TASK BRIEF: Each record beneath this line should be returned exactly as it is.

MATERIAL PROVIDED:
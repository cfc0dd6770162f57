use std::path::{Path, PathBuf};

use anyhow::{Context, Result};

use crate::config::SessionSettings;

/// On-disk store of the collaborator's session credentials.
///
/// The collaborator writes its material under `<root>/session-<client_id>`;
/// this type only knows where that is and how to throw it away.
#[derive(Debug, Clone)]
pub struct CredentialStore {
    root: PathBuf,
    client_id: String,
}

impl CredentialStore {
    pub fn new(root: impl Into<PathBuf>, client_id: impl Into<String>) -> Self {
        Self {
            root: root.into(),
            client_id: client_id.into(),
        }
    }

    pub fn from_settings(settings: &SessionSettings) -> Self {
        Self::new(settings.data_dir.clone(), settings.client_id.clone())
    }

    /// Root directory of the store
    pub fn root(&self) -> &Path {
        &self.root
    }

    pub fn client_id(&self) -> &str {
        &self.client_id
    }

    /// Directory holding this session's credentials
    pub fn session_dir(&self) -> PathBuf {
        self.root.join(format!("session-{}", self.client_id))
    }

    /// Whether persisted credentials exist for this session
    pub fn exists(&self) -> bool {
        self.session_dir().exists()
    }

    /// Delete the whole store.
    ///
    /// Returns `true` if anything was removed. A missing root is not an error.
    pub fn purge(&self) -> Result<bool> {
        if !self.root.exists() {
            return Ok(false);
        }
        std::fs::remove_dir_all(&self.root)
            .with_context(|| format!("Failed to remove session store: {}", self.root.display()))?;
        Ok(true)
    }
}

REPLY TO THE TASK:
repository cfc0dd6770162f57
use std::path::{Path, PathBuf};

use anyhow::{Context, Result};

use crate::config::SessionSettings;

/// On-disk store of the collaborator's session credentials.
///
/// The collaborator writes its material under `<root>/session-<client_id>`;
/// this type only knows where that is and how to throw it away.
#[derive(Debug, Clone)]
pub struct CredentialStore {
    root: PathBuf,
    client_id: String,
}

impl CredentialStore {
    pub fn new(root: impl Into<PathBuf>, client_id: impl Into<String>) -> Self {
        Self {
            root: root.into(),
            client_id: client_id.into(),
        }
    }

    pub fn from_settings(settings: &SessionSettings) -> Self {
        Self::new(settings.data_dir.clone(), settings.client_id.clone())
    }

    /// Root directory of the store
    pub fn root(&self) -> &Path {
        &self.root
    }

    pub fn client_id(&self) -> &str {
        &self.client_id
    }

    /// Directory holding this session's credentials
    pub fn session_dir(&self) -> PathBuf {
        self.root.join(format!("session-{}", self.client_id))
    }

    /// Whether persisted credentials exist for this session
    pub fn exists(&self) -> bool {
        self.session_dir().exists()
    }

    /// Delete the whole store.
    ///
    /// Returns `true` if anything was removed. A missing root is not an error.
    pub fn purge(&self) -> Result<bool> {
        if !self.root.exists() {
            return Ok(false);
        }
        std::fs::remove_dir_all(&self.root)
            .with_context(|| format!("Failed to remove session store: {}", self.root.display()))?;
        Ok(true)
    }
}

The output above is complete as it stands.